> Prompt: Report how many lines of the material contain the string "that". Add nothing beyond the number.

> Information provided:

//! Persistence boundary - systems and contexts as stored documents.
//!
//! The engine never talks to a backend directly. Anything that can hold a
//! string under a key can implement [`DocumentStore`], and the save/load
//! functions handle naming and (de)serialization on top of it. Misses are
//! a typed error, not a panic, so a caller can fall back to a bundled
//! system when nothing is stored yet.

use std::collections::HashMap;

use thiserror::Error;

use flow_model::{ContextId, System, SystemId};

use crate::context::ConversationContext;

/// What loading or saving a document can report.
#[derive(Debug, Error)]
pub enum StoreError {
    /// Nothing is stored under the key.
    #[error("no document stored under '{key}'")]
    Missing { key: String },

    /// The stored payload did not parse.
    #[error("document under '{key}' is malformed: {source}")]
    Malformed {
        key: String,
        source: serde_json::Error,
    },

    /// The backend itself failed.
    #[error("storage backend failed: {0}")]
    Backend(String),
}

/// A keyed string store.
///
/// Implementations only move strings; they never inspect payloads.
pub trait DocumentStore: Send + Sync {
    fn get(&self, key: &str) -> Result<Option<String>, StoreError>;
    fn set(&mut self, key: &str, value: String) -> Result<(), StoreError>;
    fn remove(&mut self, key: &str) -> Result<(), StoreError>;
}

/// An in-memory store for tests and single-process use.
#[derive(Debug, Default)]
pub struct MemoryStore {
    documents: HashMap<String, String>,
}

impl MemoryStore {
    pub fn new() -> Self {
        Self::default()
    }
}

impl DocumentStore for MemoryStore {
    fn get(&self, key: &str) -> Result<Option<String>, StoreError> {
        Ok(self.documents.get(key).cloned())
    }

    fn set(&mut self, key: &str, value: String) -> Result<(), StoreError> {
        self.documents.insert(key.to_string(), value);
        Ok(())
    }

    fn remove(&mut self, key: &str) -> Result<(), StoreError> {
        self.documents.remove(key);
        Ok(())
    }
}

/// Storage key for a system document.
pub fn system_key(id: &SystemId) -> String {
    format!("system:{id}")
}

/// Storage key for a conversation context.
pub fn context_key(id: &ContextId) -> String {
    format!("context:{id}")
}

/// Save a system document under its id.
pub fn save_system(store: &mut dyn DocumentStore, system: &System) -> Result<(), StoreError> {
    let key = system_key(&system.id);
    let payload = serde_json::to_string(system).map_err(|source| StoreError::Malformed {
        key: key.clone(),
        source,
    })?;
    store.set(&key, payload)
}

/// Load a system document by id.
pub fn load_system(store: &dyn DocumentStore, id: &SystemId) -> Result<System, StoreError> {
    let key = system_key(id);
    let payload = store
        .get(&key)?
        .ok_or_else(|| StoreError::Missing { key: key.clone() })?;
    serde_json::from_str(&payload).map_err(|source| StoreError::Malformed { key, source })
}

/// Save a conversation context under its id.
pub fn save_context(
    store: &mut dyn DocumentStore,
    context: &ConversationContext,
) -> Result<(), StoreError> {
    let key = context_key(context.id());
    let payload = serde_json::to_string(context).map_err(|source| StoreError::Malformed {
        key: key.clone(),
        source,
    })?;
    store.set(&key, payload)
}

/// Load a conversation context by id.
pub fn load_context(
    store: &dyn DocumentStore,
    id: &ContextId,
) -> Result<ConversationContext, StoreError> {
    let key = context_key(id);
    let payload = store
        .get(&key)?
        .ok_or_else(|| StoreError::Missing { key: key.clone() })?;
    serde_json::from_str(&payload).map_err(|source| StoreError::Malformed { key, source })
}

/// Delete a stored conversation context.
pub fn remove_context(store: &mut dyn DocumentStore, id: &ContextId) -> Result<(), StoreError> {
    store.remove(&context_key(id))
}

* * *

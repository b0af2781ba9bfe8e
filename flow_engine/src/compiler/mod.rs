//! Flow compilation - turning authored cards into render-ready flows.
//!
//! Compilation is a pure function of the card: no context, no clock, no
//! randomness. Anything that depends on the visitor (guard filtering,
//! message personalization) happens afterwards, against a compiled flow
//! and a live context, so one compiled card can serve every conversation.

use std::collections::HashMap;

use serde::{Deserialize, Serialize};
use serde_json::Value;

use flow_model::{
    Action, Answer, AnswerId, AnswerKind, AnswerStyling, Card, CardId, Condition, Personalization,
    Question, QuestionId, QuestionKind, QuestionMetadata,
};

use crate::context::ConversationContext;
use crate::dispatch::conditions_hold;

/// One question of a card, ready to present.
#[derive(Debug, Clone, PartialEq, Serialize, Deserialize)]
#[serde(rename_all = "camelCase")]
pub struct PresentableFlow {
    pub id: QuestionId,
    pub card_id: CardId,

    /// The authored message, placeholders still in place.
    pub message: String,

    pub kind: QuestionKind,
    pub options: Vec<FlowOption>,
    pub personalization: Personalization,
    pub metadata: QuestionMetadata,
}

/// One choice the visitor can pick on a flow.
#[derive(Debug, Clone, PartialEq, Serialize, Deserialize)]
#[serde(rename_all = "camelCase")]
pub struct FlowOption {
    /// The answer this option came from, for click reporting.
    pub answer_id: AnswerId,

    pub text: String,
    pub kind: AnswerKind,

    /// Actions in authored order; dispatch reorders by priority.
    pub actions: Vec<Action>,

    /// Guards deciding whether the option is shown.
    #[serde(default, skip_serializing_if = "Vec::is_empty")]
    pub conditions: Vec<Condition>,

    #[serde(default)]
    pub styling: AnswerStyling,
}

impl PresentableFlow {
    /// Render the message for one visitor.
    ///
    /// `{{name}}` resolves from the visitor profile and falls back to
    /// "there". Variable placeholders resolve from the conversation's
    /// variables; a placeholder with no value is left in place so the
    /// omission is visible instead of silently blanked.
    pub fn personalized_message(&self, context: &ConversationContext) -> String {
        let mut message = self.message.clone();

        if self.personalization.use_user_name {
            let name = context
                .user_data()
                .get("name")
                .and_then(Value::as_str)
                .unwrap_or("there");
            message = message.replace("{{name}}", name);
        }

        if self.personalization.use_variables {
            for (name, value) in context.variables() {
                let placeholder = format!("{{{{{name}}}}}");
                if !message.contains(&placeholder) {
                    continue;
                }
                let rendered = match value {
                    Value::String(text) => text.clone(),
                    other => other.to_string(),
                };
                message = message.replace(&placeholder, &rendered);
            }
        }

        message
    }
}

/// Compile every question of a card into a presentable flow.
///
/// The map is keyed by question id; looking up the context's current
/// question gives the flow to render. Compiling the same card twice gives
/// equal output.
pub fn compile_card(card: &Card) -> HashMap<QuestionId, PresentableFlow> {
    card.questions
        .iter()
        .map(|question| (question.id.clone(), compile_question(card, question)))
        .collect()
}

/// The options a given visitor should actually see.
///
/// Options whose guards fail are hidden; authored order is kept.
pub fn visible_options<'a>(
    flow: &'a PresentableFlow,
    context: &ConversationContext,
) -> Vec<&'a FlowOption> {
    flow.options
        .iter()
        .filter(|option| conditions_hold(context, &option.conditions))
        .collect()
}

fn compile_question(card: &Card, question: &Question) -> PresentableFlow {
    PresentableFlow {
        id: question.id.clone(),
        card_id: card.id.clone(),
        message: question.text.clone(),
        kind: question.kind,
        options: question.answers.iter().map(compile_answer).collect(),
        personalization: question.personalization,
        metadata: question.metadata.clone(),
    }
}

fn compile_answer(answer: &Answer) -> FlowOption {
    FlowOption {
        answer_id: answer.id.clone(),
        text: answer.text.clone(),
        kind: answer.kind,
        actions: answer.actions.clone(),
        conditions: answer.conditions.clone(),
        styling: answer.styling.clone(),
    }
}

> The answer: 2